Convert Scanned PDFs to Searchable Documents with Python

Scanned PDFs are everywhere: old contracts, signed forms, receipts, or documents from legacy systems. The problem? They're just images trapped inside a PDF wrapper. You can't search them, copy text, or feed them into your data pipelines.

Running OCR (Optical Character Recognition) locally is painful. You need to install multiple tools, deal with language packs, and write custom image preprocessing code. It works, but it's slow and unreliable.

A much easier approach: send the scanned PDF to an API and get back a searchable PDF with an invisible text layer. The original look is preserved, but now you can select, copy, and search the text.

Quick Example

Here's how simple it is with Python and the aPDF.io OCR API:
import requests

API_TOKEN = "YOUR_API_TOKEN"
API_URL = "https://apdf.io/api/pdf/ocr/convert"

response = requests.post(
    API_URL,
    headers={
        "Authorization": f"Bearer {API_TOKEN}",
        "Accept": "application/json",
        "Content-Type": "application/json"
    },
    json={
        "file": "https://example.com/scanned-document.pdf"
    }
)

result = response.json()
print(f"Searchable PDF: {result['file']}")

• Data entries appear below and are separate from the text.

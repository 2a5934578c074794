pub mod error;
pub mod mcp_api;
pub mod redis;
pub mod usage;
use std::collections::HashMap;

use schemars::JsonSchema;
use serde::{Deserialize, Serialize};

use crate::redis::RedisCache;

const USAGE_KEY: &str = "docs_search:usage";
const SEARCHES_FIELD: &str = "searches";
const ZERO_RESULTS_FIELD: &str = "zero_result_searches";
const TERM_FIELD_PREFIX: &str = "term:";
const TOP_TERMS: usize = 10;

#[derive(Debug, Clone, PartialEq, Eq, Serialize, Deserialize, JsonSchema)]
pub struct TermCount {
    pub term: String,
    pub count: u64,
}

#[derive(Debug, Clone, PartialEq, Eq, Serialize, Deserialize, JsonSchema)]
pub struct UsageStats {
    pub total_searches: u64,
    pub zero_result_searches: u64,
    /// Most frequently searched tokens, highest count first.
    pub top_terms: Vec<TermCount>,
    pub redis_available: bool,
}

/// Anonymous search counters. Nothing identifying the caller is stored, only
/// how often searches ran, how many came back empty and which tokens were used.
#[derive(Clone)]
pub struct UsageTracker {
    redis: RedisCache,
}

impl UsageTracker {
    pub fn new(redis: RedisCache) -> Self {
        Self { redis }
    }

    pub async fn record(&self, tokens: &[String], result_count: usize) {
        if !self.redis.is_configured() {
            return;
        }

        let _ = self.redis.hincr_by(USAGE_KEY, SEARCHES_FIELD, 1).await;
        if result_count == 0 {
            let _ = self.redis.hincr_by(USAGE_KEY, ZERO_RESULTS_FIELD, 1).await;
        }
        for token in tokens {
            let _ = self
                .redis
                .hincr_by(USAGE_KEY, &format!("{TERM_FIELD_PREFIX}{token}"), 1)
                .await;
        }
    }

    pub async fn get_usage_stats(&self) -> UsageStats {
        let redis_available = self.redis.is_available().await;
        let entries = self.redis.hgetall(USAGE_KEY).await.unwrap_or_default();
        let mut stats = stats_from_entries(entries);
        stats.redis_available = redis_available;
        stats
    }
}

fn stats_from_entries(entries: Vec<(String, String)>) -> UsageStats {
    let mut total_searches = 0;
    let mut zero_result_searches = 0;
    let mut terms: HashMap<String, u64> = HashMap::new();

    for (field, value) in entries {
        let parsed = value.parse::<u64>().unwrap_or(0);
        match field.as_str() {
            SEARCHES_FIELD => total_searches = parsed,
            ZERO_RESULTS_FIELD => zero_result_searches = parsed,
            other => {
                if let Some(term) = other.strip_prefix(TERM_FIELD_PREFIX) {
                    terms.insert(term.to_string(), parsed);
                }
            }
        }
    }

    let mut top_terms: Vec<TermCount> = terms
        .into_iter()
        .map(|(term, count)| TermCount { term, count })
        .collect();
    top_terms.sort_by(|a, b| b.count.cmp(&a.count).then_with(|| a.term.cmp(&b.term)));
    top_terms.truncate(TOP_TERMS);

    UsageStats {
        total_searches,
        zero_result_searches,
        top_terms,
        redis_available: false,
    }
}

That's it. The API returns a URL to the new PDF with embedded text.

Real-World Scenario: Digitizing a Paper Archive

Imagine you're building a document management system for a law firm. They have thousands of scanned case files from the 2000s. Lawyers need to search for specific terms like client names or case numbers.

Here's a Python script that processes a batch of scanned PDFs and converts them to searchable documents:

import requests
import time

API_TOKEN = "YOUR_API_TOKEN"
API_URL = "https://apdf.io/api/pdf/ocr/convert"

# List of scanned PDFs to process
scanned_files = [
    "https://your-storage.com/case-2001-smith.pdf",
    "https://your-storage.com/case-2002-jones.pdf",
    "https://your-storage.com/case-2003-wilson.pdf"
]

def convert_to_searchable(file_url):
    """Convert a scanned PDF to searchable PDF using OCR"""
    response = requests.post(
        API_URL,
        headers={
            "Authorization": f"Bearer {API_TOKEN}",
            "Accept": "application/json",
            "Content-Type": "application/json"
        },
        json={"file": file_url}
    )

    if response.status_code == 200:
        return response.json()
    else:
        print(f"Error processing {file_url}: {response.text}")
        return None

# Process all files
for file_url in scanned_files:
    print(f"Processing: {file_url}")
    result = convert_to_searchable(file_url)

    if result:
        print(f"  -> Searchable PDF: {result['file']}")
        print(f"  -> Pages: {result['pages']}, Size: {result['size']} bytes")

    # Small delay to avoid rate limiting
    time.sleep(1)

print("\\nDone! All PDFs are now searchable.")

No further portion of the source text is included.